Materials provided:
//! Integration tests for the Booking aggregate.
//!
//! These tests drive bookings through the repository over the in-memory
//! store, covering the full lifecycle, version bookkeeping and concurrent
//! writers racing on the same version.

use std::sync::Arc;

use booking_store::{BookingStore, InMemoryBookingStore, PageRequest};
use common::{BookingId, UserId, Version};
use domain::{
    Address, Aggregate, Booking, BookingError, BookingRepository, BookingStatus, CrateSize,
    DomainError, DomainEvent, Money, NewBooking, PetSpecification, PricingParams,
    PricingStrategy, StandardPricing, ThreadRandomSource, haversine_km,
};

fn create_repo() -> BookingRepository<InMemoryBookingStore> {
    BookingRepository::new(InMemoryBookingStore::new())
}

fn dog_booking(owner_id: UserId) -> NewBooking {
    NewBooking {
        owner_id,
        pet_spec: PetSpecification::new("dog", "Rex", 12.0),
        pickup_address: Address::new("1 Jalan Ampang", 3.1579, 101.7116),
        dropoff_address: Address::new("2 Jalan Tun Razak", 3.1615, 101.7190),
        estimated_price: Money::from_cents(4000),
        currency: "MYR".to_string(),
        scheduled_at: None,
        notes: String::new(),
    }
}

async fn insert_booking(repo: &BookingRepository<InMemoryBookingStore>) -> Booking {
    let (booking, _) = Booking::create(dog_booking(UserId::new()), &ThreadRandomSource).unwrap();
    repo.insert(&booking).await.unwrap();
    booking
}

mod booking_lifecycle {
    use super::*;

    #[tokio::test]
    async fn complete_booking_lifecycle() {
        let repo = create_repo();
        let booking = insert_booking(&repo).await;
        let id = booking.id();
        let runner = UserId::new();

        let result = repo.execute(id, |b| b.accept(runner)).await.unwrap();
        assert_eq!(result.aggregate.status(), BookingStatus::Accepted);
        assert_eq!(result.new_version, Version::new(2));
        assert_eq!(result.event.event_type(), "booking.accepted");

        let result = repo.execute(id, |b| b.start_delivery()).await.unwrap();
        assert_eq!(result.aggregate.status(), BookingStatus::InProgress);
        assert_eq!(result.event.event_type(), "booking.pet_picked_up");

        let result = repo.execute(id, |b| b.confirm_delivery()).await.unwrap();
        assert_eq!(result.aggregate.status(), BookingStatus::Delivered);

        let result = repo
            .execute(id, |b| {
                let price = b.estimated_price();
                b.complete(price)
            })
            .await
            .unwrap();
        assert_eq!(result.new_version, Version::new(5));
        assert_eq!(result.event.event_type(), "booking.completed");

        let stored = repo.load(id).await.unwrap();
        assert_eq!(stored.status(), BookingStatus::Completed);
        assert_eq!(stored.final_price(), Some(Money::from_cents(4000)));
        assert_eq!(stored.runner_id(), Some(runner));
        assert!(stored.picked_up_at().is_some());
        assert!(stored.delivered_at().is_some());
        assert!(stored.cancelled_at().is_none());
    }

    #[tokio::test]
    async fn completing_twice_keeps_price_and_version() {
        let repo = create_repo();
        let booking = insert_booking(&repo).await;
        let id = booking.id();

        repo.execute(id, |b| b.accept(UserId::new())).await.unwrap();
        repo.execute(id, |b| b.start_delivery()).await.unwrap();
        repo.execute(id, |b| b.confirm_delivery()).await.unwrap();
        repo.execute(id, |b| b.complete(Money::from_cents(4000)))
            .await
            .unwrap();

        let result = repo
            .execute(id, |b| b.complete(Money::from_cents(1)))
            .await;

        assert!(matches!(
            result,
            Err(DomainError::Booking(BookingError::InvalidStateTransition {
                current: BookingStatus::Completed,
                target: BookingStatus::Completed,
            }))
        ));
        let stored = repo.load(id).await.unwrap();
        assert_eq!(stored.final_price(), Some(Money::from_cents(4000)));
        assert_eq!(stored.version(), Version::new(5));
    }

    #[tokio::test]
    async fn cancel_stamps_once_and_blocks_further_moves() {
        let repo = create_repo();
        let booking = insert_booking(&repo).await;
        let id = booking.id();
        let owner = booking.owner_id();

        repo.execute(id, |b| b.accept(UserId::new())).await.unwrap();
        let result = repo
            .execute(id, |b| b.cancel("vet appointment", owner))
            .await
            .unwrap();
        let cancelled_at = result.aggregate.cancelled_at();
        assert!(cancelled_at.is_some());

        let again = repo.execute(id, |b| b.cancel("again", owner)).await;
        assert!(again.is_err());
        let start = repo.execute(id, |b| b.start_delivery()).await;
        assert!(start.is_err());

        let stored = repo.load(id).await.unwrap();
        assert_eq!(stored.cancelled_at(), cancelled_at);
        assert_eq!(stored.cancel_note(), "vet appointment");
        assert_eq!(stored.version(), Version::new(3));
    }
}

mod version_bookkeeping {
    use super::*;

    #[tokio::test]
    async fn illegal_transition_leaves_stored_version() {
        let repo = create_repo();
        let booking = insert_booking(&repo).await;

        for attempt in 0..3 {
            let result = match attempt {
                0 => repo.execute(booking.id(), |b| b.start_delivery()).await,
                1 => repo.execute(booking.id(), |b| b.confirm_delivery()).await,
                _ => {
                    repo.execute(booking.id(), |b| b.complete(Money::from_cents(1)))
                        .await
                }
            };
            assert!(result.is_err());
        }

        let record = repo.store().find_by_id(booking.id()).await.unwrap().unwrap();
        assert_eq!(record.version, Version::first());
        assert_eq!(record.status, "requested");
    }

    #[tokio::test]
    async fn missing_booking_is_not_found_not_conflict() {
        let repo = create_repo();
        let result = repo
            .execute(BookingId::new(), |b| b.accept(UserId::new()))
            .await;

        assert!(matches!(result, Err(DomainError::AggregateNotFound { .. })));
    }
}

mod concurrency {
    use super::*;

    #[tokio::test]
    async fn concurrent_writers_on_same_version() {
        let repo = Arc::new(create_repo());
        let booking = insert_booking(&repo).await;

        // Both writers start from the same loaded snapshot.
        let mut accepted = booking.clone();
        accepted.accept(UserId::new()).unwrap();
        accepted.increment_version();

        let mut cancelled = booking.clone();
        cancelled.cancel("owner changed mind", booking.owner_id()).unwrap();
        cancelled.increment_version();

        let r1 = {
            let repo = Arc::clone(&repo);
            tokio::spawn(async move { repo.update(&accepted).await })
        };
        let r2 = {
            let repo = Arc::clone(&repo);
            tokio::spawn(async move { repo.update(&cancelled).await })
        };

        let results = [r1.await.unwrap(), r2.await.unwrap()];
        let wins = results.iter().filter(|r| r.is_ok()).count();
        let conflicts = results
            .iter()
            .filter(|r| matches!(r, Err(e) if e.is_conflict()))
            .count();
        assert_eq!(wins, 1);
        assert_eq!(conflicts, 1);

        let stored = repo.load(booking.id()).await.unwrap();
        assert_eq!(stored.version(), Version::new(2));
        let winner_accepted = results[0].is_ok();
        if winner_accepted {
            assert_eq!(stored.status(), BookingStatus::Accepted);
        } else {
            assert_eq!(stored.status(), BookingStatus::Cancelled);
        }
    }
}

mod queries {
    use super::*;

    #[tokio::test]
    async fn owner_pages_newest_first() {
        let repo = create_repo();
        let owner = UserId::new();

        let mut ids = Vec::new();
        for _ in 0..3 {
            let (booking, _) = Booking::create(dog_booking(owner), &ThreadRandomSource).unwrap();
            repo.insert(&booking).await.unwrap();
            ids.push(booking.id());
            tokio::time::sleep(std::time::Duration::from_millis(2)).await;
        }
        insert_booking(&repo).await;

        let page = repo
            .find_by_owner(owner, PageRequest::new(1, 2))
            .await
            .unwrap();
        assert_eq!(page.total, 3);
        assert_eq!(page.items.len(), 2);
        assert_eq!(page.items[0].id(), ids[2]);
        assert_eq!(page.items[1].id(), ids[1]);

        let all = repo.list_all(PageRequest::first()).await.unwrap();
        assert_eq!(all.total, 4);
    }

    #[tokio::test]
    async fn runner_bookings_follow_acceptance() {
        let repo = create_repo();
        let runner = UserId::new();
        let booking = insert_booking(&repo).await;
        insert_booking(&repo).await;

        repo.execute(booking.id(), |b| b.accept(runner)).await.unwrap();

        let page = repo
            .find_by_runner(runner, PageRequest::first())
            .await
            .unwrap();
        assert_eq!(page.total, 1);
        assert_eq!(page.items[0].id(), booking.id());
    }
}

mod pricing {
    use super::*;

    #[test]
    fn estimated_price_for_ten_km_dog() {
        let price = StandardPricing::new()
            .calculate(&PricingParams {
                distance_km: 10.0,
                pet_type: domain::PetType::Dog,
                crate_size: CrateSize::for_weight(12.0),
                is_scheduled: false,
            })
            .unwrap();
        assert_eq!(price, Money::from_cents(4000));
    }

    #[test]
    fn route_distance_feeds_price() {
        // Kuala Lumpur to Petaling Jaya, roughly 10 km
        let distance = haversine_km(3.1390, 101.6869, 3.1073, 101.6067);
        assert!(distance > 9.0 && distance < 10.5, "got {distance}");
    }
}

Required action:
Only the lines from the beginning of the material through the line with "use std::sync::Arc;" should appear in the answer, each copied exactly.

Output for this task:
//! Integration tests for the Booking aggregate.
//!
//! These tests drive bookings through the repository over the in-memory
//! store, covering the full lifecycle, version bookkeeping and concurrent
//! writers racing on the same version.

use std::sync::Arc;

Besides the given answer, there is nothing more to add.